Bartels depicts Americans as having a mixed view of inequality.  He says Americans don't object as a matter of principle to inequality as much as people in other countries do.  At the same time, Americans tend to say the rich pay to little in taxes and hold the rich in less esteem.  And then, many Americans support tax cuts which mostly benefit the rich.  However, those who are better informed are more likely to oppose those tax cuts.  (He doesn't make a general rule that people who are generally uninformed are more likely to favor policies that mostly help the rich, but he doesn't say why it happens with taxes.)

Chapter 6 is on tax cuts.  He says that polls before the Bush tax cuts showed both that people thought they would mostly help the rich and that people supported them.  (Other polls showed people would have preferred other budget changes rather than the tax cuts.)  I've wondered how much of public support for tax cuts can be explained by people who have little hope of pay raises feel that their best hope is a small tax cut which is included with big tax cuts for the rich.

Bartels mentions a poll in which among the respondents who were found to be most knowledgeable about the tax cut bill, 64% said the Democrats opposed it.  If more than 1/3 of the most knowledgeable didn't see the Democrats opposing a tax cut which is mostly for the rich, it may suggest the Democrats' opposition was not so clear.

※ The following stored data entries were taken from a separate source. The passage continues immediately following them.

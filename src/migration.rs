//! Schema migrations for the storefront tables.

pub use sea_orm_migration::prelude::*;

mod m20241017_000001_create_storefront_tables;

pub struct Migrator;

#[async_trait::async_trait]
impl MigratorTrait for Migrator {
    // Own migration table so the schema can share a database with other services
    fn migration_table_name() -> sea_orm::DynIden {
        Alias::new("epicerie_migrations").into_iden()
    }

    fn migrations() -> Vec<Box<dyn MigrationTrait>> {
        vec![Box::new(m20241017_000001_create_storefront_tables::Migration)]
    }
}
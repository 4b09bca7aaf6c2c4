//! Customer order header entity.

use sea_orm::entity::prelude::*;
use serde::{Deserialize, Serialize};

/// Sea-ORM entity model for the `orders` table.
///
/// Everything except `status` is written once, at placement time.
/// `total_amount` is whatever the customer submitted; it is expected to
/// equal the sum of the item subtotals but is not re-derived here.
#[derive(Clone, Debug, PartialEq, DeriveEntityModel, Serialize, Deserialize)]
#[sea_orm(table_name = "orders")]
pub struct Model {
    #[sea_orm(primary_key, auto_increment = false)]
    pub id: Uuid,
    pub customer_name: String,
    pub customer_email: String,
    pub customer_phone: String,
    #[sea_orm(column_type = "Text")]
    pub delivery_address: String,
    #[sea_orm(column_type = "Decimal(Some((10, 2)))")]
    pub total_amount: Decimal,
    /// One of `pending`, `confirmed`, `completed`, `cancelled`.
    /// See [`crate::orders::OrderStatus`].
    pub status: String,
    #[sea_orm(column_type = "Text")]
    pub notes: String,
    pub created_at: DateTimeWithTimeZone,
}

#[derive(Copy, Clone, Debug, EnumIter, DeriveRelation)]
pub enum Relation {
    #[sea_orm(has_many = "super::order_item::Entity")]
    OrderItem,
}

impl Related<super::order_item::Entity> for Entity {
    fn to() -> RelationDef {
        Relation::OrderItem.def()
    }
}

impl ActiveModelBehavior for ActiveModel {}
#![allow(dead_code)]

use epicerie::auth::{provision_admin, AdminProfile};
use epicerie::migration::Migrator;
use epicerie::orders::{LineItemInput, OrderInput};
use epicerie::{AdminId, AdminSession, SessionAuthority};
use rust_decimal::Decimal;
use sea_orm::prelude::Uuid;
use sea_orm::{ConnectOptions, Database, DatabaseConnection};
use sea_orm_migration::MigratorTrait;

pub const ADMIN_USERNAME: &str = "admin";
pub const ADMIN_PASSWORD: &str = "correct horse battery staple";

/// Fresh in-memory database with the schema applied.
///
/// The pool is pinned to one connection: every connection to
/// `sqlite::memory:` would otherwise see its own empty database.
pub async fn setup_db() -> DatabaseConnection {
    let mut opt = ConnectOptions::new("sqlite::memory:");
    opt.max_connections(1)
        .min_connections(1)
        .sqlx_logging(false);

    let db = Database::connect(opt)
        .await
        .expect("connect to in-memory sqlite");
    Migrator::up(&db, None).await.expect("apply migrations");
    db
}

pub async fn seed_admin(db: &DatabaseConnection) -> AdminProfile {
    provision_admin(db, ADMIN_USERNAME, "admin@epicerie.local", ADMIN_PASSWORD)
        .await
        .expect("provision admin")
}

/// Provisions the admin, logs in and validates, returning both halves.
pub async fn login(db: &DatabaseConnection) -> (AdminSession, AdminId) {
    seed_admin(db).await;
    let sessions = SessionAuthority::new(db.clone());
    let session = sessions
        .issue(ADMIN_USERNAME, ADMIN_PASSWORD)
        .await
        .expect("issue session");
    let admin = sessions
        .validate(&session.session_token)
        .await
        .expect("validate fresh session");
    (session, admin)
}

pub fn line_item(name: &str, price_cents: i64, quantity: i32) -> LineItemInput {
    LineItemInput {
        product_id: Some(Uuid::new_v4()),
        product_name: Some(name.to_owned()),
        product_price: Some(Decimal::new(price_cents, 2)),
        quantity: Some(quantity),
        subtotal: Some(Decimal::new(price_cents * quantity as i64, 2)),
    }
}

pub fn order_with(items: Vec<LineItemInput>) -> OrderInput {
    let total = items
        .iter()
        .filter_map(|item| item.subtotal)
        .sum::<Decimal>();
    OrderInput {
        customer_name: Some("Jeanne Martin".to_owned()),
        customer_email: Some("jeanne@example.fr".to_owned()),
        customer_phone: Some("0601020304".to_owned()),
        delivery_address: Some("12 rue des Lilas, 69001 Lyon".to_owned()),
        items: Some(items),
        total_amount: Some(total),
        notes: Some("Sonner deux fois".to_owned()),
    }
}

He discusses how the inflation-adjusted minimum wage declined since the late 1960's despite strong public support for raising it.  Bartels states, "When Republicans control the White House, minimum wage increases are rare regardless of which party controls Congress..."  However, Department of Labor data says: While Nixon was president the minimum wage had increments in 3 years based on a law passed before he took office and 1 other year.  Then, 3 years while Ford was president, 2 years under George H. W. Bush and 2 years under George W. Bush.  His statement seems untrue and biased.  Bartels has structured the book's analysis around using the president as the determinant of which party to attribute positive or negative results, but if these minimum wage raises are based on Democratic Congresses, that premise seems flawed.

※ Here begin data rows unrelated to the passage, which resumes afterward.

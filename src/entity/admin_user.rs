//! Administrator account entity.

use sea_orm::entity::prelude::*;

/// Sea-ORM entity model for the `admin_users` table.
///
/// | Column        | Type              | Description                      |
/// |---------------|-------------------|----------------------------------|
/// | id            | UUID (Primary Key)| Admin identifier                 |
/// | username      | TEXT UNIQUE       | Login name                       |
/// | email         | TEXT              | Contact address                  |
/// | password_hash | TEXT              | Argon2id PHC string              |
/// | created_at    | TIMESTAMPTZ       | Provisioning time                |
/// | updated_at    | TIMESTAMPTZ       | Last change                      |
///
/// The model never leaves the crate as-is; responses use
/// [`crate::auth::AdminProfile`] so the hash is never serialized.
#[derive(Clone, Debug, PartialEq, Eq, DeriveEntityModel)]
#[sea_orm(table_name = "admin_users")]
pub struct Model {
    #[sea_orm(primary_key, auto_increment = false)]
    pub id: Uuid,
    #[sea_orm(unique)]
    pub username: String,
    pub email: String,
    pub password_hash: String,
    pub created_at: DateTimeWithTimeZone,
    pub updated_at: DateTimeWithTimeZone,
}

#[derive(Copy, Clone, Debug, EnumIter, DeriveRelation)]
pub enum Relation {
    #[sea_orm(has_many = "super::admin_session::Entity")]
    AdminSession,
    #[sea_orm(has_many = "super::product::Entity")]
    Product,
}

impl Related<super::admin_session::Entity> for Entity {
    fn to() -> RelationDef {
        Relation::AdminSession.def()
    }
}

impl Related<super::product::Entity> for Entity {
    fn to() -> RelationDef {
        Relation::Product.def()
    }
}

impl ActiveModelBehavior for ActiveModel {}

As noted above, Bartels says that some government payments, such as Social Security benefits, are automatically adjusted for inflation, but the minimum wage never has one.

Chapter 9 is on the connection between income groups and political influence.  Gilens' Affluence and Influence covers this more extensively (and also includes some more recent data.)

Bartels finds that the opinions of people in the poorest 1/3 of Americans had no noticeable effect on Senate roll-call votes.  This seems especially noteworthy.  Sometimes a politician knows his constituents want him to vote "yes," but the politician would tend to vote "no."  If the politician knows the majority of the legislature will vote "no," he may cast a "yes" vote to gain favor with constituents.  Otherwise, the politician will vote "no," as the rich prefer.  So, some of these roll-call votes were just for show - and still, there's not even an illusion of caring for poor people's opinions.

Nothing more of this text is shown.